• _DIRECTIONS FOR THIS TASK_
Among the records, how many lines carry the string "physical"? Give that number with nothing added.

Stored data
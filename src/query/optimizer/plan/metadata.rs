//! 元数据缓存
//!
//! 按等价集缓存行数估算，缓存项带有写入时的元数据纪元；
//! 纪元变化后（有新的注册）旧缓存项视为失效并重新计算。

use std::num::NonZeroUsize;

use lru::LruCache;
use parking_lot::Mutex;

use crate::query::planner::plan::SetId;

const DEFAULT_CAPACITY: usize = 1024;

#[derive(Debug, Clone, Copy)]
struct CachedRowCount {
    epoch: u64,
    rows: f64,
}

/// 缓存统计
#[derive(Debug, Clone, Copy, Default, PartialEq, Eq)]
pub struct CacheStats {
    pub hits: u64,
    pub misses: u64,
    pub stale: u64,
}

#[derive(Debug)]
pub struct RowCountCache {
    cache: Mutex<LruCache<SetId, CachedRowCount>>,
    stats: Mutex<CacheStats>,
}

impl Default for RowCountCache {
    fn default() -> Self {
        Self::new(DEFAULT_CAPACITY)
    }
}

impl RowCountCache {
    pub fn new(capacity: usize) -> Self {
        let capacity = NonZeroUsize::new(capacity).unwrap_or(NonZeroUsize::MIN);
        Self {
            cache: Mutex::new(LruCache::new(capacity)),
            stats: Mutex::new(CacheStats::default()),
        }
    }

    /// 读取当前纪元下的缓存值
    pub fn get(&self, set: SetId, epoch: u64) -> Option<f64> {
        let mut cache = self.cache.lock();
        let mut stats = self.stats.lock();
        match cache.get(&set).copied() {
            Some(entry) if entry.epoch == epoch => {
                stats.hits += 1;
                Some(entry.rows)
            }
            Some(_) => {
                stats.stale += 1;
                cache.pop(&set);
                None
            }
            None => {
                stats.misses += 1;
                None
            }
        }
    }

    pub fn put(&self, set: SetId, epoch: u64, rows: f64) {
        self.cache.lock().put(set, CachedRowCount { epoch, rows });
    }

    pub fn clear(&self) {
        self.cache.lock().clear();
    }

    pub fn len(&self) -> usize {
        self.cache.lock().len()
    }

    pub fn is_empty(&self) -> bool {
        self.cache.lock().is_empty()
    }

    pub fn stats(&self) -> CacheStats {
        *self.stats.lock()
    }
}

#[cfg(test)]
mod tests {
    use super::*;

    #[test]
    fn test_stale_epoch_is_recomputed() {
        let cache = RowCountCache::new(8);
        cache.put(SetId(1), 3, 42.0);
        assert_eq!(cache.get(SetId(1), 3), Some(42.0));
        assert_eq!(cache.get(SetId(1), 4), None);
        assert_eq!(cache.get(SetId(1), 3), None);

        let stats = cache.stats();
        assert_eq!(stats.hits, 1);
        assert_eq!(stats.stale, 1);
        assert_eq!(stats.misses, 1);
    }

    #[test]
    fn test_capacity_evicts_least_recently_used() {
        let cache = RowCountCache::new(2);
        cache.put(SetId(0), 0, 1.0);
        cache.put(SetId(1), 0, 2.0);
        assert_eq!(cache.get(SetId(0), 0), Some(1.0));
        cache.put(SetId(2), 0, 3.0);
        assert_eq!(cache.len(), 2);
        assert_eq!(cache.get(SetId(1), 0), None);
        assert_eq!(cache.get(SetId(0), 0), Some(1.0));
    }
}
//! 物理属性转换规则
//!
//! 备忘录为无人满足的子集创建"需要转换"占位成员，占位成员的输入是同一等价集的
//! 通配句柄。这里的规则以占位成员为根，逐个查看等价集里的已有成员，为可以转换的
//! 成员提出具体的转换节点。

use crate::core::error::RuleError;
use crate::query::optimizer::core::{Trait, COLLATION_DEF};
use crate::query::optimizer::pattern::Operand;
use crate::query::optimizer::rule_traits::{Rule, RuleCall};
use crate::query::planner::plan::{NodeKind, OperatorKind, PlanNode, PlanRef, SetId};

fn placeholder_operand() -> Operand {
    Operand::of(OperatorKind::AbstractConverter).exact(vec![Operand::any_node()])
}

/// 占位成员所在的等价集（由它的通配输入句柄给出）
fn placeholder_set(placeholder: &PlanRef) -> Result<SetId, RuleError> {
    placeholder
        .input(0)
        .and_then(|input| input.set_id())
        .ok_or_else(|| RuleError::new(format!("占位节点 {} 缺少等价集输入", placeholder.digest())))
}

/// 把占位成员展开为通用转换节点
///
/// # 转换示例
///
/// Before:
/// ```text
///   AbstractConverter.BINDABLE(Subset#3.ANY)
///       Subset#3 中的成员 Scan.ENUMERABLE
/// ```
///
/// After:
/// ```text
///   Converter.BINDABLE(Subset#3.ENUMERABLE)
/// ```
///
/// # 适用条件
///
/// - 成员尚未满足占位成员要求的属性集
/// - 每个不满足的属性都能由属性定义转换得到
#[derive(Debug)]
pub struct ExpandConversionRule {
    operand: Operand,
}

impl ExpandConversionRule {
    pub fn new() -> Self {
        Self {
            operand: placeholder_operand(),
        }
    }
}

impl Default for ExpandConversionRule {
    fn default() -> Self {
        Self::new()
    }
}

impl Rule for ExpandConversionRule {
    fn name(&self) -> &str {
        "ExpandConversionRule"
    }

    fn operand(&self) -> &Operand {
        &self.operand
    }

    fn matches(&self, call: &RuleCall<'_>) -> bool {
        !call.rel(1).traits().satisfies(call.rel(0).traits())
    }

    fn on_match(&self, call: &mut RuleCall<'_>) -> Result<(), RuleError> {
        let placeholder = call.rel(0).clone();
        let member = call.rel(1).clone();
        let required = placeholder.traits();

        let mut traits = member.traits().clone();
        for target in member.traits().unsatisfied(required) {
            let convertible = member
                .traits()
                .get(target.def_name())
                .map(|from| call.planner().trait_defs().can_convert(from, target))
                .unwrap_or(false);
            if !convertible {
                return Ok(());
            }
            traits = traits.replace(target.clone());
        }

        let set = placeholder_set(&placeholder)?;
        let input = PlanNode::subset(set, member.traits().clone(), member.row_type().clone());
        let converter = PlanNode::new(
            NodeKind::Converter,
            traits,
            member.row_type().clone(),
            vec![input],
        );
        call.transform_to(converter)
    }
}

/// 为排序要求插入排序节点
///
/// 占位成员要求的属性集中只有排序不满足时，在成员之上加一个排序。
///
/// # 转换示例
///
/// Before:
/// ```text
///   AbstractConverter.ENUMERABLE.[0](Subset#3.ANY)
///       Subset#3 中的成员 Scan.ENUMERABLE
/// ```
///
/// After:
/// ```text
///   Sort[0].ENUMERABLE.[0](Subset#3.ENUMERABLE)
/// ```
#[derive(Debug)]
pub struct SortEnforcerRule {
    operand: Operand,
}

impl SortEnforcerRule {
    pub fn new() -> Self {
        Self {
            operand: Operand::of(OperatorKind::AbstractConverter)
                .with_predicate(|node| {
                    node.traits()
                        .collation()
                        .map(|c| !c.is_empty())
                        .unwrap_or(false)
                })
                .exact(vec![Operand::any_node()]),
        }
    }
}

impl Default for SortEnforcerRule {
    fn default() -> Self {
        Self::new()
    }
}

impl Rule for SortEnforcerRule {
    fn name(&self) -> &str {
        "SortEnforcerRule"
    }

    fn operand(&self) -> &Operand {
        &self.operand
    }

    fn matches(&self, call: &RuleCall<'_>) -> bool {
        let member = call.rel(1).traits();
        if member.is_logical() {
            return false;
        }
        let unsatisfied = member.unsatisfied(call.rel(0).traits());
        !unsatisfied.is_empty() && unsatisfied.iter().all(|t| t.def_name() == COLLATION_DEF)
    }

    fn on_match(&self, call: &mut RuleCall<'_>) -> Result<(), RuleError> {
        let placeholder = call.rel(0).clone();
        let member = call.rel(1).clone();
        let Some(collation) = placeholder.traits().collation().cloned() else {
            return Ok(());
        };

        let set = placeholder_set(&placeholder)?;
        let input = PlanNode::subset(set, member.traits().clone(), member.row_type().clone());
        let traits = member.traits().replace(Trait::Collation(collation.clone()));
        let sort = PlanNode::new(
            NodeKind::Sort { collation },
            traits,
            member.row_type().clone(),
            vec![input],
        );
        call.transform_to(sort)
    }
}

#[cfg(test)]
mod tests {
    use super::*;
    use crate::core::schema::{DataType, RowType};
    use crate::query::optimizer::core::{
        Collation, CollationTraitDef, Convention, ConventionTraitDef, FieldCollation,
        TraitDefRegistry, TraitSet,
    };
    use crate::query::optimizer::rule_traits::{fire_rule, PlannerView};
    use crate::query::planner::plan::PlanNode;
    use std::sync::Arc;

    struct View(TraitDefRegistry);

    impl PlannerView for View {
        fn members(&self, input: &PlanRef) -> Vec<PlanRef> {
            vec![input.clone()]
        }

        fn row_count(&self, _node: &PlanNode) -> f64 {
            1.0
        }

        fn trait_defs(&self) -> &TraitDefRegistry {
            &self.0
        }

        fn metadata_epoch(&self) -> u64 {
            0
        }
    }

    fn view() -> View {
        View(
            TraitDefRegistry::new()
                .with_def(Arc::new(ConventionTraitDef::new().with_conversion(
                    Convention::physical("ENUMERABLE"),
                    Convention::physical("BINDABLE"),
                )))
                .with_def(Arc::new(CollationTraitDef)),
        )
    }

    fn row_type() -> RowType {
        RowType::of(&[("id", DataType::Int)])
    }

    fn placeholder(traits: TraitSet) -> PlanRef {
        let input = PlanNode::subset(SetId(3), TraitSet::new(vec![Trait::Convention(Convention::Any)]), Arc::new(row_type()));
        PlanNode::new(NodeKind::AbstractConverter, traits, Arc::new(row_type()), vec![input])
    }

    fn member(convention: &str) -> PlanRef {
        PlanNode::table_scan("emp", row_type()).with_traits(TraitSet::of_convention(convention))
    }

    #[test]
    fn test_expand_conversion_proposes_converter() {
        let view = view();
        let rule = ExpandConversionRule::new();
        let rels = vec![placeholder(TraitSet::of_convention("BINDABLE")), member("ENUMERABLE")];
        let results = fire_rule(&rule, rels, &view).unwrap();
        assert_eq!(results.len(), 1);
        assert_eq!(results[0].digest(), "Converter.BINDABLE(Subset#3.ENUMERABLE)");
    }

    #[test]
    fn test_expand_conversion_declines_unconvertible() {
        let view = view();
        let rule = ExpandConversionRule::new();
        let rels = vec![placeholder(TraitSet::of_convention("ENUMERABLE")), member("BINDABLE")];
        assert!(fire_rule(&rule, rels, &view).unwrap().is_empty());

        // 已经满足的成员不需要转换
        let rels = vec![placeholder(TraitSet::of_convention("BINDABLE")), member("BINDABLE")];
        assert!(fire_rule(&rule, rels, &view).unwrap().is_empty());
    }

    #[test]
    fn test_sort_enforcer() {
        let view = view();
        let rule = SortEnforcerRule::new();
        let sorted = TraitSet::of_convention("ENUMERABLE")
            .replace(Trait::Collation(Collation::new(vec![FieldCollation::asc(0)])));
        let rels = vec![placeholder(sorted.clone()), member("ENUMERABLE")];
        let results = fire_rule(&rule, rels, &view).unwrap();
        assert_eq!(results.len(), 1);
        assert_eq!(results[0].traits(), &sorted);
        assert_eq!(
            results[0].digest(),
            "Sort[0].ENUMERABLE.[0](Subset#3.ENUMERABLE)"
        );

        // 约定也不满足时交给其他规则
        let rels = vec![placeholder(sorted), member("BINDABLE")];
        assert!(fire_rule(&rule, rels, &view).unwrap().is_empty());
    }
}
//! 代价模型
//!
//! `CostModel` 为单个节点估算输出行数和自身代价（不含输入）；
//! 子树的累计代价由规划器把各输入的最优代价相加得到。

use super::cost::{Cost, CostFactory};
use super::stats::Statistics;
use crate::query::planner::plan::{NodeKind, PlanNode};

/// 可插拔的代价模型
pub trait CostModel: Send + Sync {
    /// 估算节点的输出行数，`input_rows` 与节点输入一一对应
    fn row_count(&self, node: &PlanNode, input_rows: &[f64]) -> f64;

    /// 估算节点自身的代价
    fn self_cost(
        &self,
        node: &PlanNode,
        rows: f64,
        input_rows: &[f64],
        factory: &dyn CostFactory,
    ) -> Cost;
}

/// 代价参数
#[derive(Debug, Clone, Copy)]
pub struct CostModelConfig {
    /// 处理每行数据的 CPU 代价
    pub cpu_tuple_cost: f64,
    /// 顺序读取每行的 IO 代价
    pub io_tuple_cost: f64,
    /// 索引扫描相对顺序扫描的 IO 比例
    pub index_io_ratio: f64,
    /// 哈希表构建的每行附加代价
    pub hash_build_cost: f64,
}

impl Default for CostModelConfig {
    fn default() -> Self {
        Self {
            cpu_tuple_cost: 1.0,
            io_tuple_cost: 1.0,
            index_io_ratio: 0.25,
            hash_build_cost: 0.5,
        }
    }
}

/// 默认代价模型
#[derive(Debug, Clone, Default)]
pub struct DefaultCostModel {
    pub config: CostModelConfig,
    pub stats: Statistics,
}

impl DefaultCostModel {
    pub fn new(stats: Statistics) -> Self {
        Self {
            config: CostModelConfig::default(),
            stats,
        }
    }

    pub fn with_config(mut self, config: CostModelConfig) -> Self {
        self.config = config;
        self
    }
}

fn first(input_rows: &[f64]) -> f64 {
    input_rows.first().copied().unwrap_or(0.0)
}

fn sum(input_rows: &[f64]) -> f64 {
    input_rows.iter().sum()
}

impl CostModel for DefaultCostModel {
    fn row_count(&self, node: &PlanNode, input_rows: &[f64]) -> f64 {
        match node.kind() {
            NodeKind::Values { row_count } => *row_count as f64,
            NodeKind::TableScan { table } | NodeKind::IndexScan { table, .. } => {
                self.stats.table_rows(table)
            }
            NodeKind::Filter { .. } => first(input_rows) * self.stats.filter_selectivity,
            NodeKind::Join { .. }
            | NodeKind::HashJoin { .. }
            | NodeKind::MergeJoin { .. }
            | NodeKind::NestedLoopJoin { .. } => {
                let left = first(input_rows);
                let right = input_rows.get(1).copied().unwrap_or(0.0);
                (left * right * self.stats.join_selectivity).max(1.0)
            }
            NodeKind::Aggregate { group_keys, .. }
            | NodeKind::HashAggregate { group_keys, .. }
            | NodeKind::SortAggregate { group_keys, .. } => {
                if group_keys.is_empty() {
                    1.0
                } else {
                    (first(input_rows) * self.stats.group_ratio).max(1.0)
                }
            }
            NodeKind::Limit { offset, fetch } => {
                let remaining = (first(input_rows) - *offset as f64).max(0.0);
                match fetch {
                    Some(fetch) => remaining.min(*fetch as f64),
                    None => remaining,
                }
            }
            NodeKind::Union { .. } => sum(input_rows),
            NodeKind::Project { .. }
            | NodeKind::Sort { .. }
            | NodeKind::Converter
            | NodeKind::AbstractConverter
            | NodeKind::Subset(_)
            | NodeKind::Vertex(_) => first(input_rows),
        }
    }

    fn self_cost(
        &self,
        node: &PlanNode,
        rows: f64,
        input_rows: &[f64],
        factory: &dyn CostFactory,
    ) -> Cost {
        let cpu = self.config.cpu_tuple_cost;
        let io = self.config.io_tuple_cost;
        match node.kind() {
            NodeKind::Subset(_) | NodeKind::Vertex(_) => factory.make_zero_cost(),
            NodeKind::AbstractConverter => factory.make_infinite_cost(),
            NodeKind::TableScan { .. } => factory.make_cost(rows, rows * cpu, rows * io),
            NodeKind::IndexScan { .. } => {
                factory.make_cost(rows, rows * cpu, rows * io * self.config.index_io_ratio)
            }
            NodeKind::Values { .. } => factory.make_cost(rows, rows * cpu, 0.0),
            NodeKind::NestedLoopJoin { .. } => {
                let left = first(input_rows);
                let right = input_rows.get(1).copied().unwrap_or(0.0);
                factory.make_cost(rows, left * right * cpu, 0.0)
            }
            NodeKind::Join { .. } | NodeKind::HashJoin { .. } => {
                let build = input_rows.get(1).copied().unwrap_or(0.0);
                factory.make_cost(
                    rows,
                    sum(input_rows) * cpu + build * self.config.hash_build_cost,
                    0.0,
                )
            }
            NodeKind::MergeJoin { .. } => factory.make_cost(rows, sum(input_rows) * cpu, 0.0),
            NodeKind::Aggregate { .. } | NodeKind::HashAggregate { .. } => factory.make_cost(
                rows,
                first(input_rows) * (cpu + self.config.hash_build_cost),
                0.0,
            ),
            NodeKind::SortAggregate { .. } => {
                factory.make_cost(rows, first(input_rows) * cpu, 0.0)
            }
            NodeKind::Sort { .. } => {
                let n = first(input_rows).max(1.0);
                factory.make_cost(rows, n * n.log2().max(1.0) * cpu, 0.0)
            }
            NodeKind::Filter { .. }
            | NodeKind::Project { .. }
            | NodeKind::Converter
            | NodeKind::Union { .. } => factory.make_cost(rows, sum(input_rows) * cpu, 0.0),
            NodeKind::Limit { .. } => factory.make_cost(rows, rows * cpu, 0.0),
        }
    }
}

• _SOLUTION TO THE EXERCISE_
2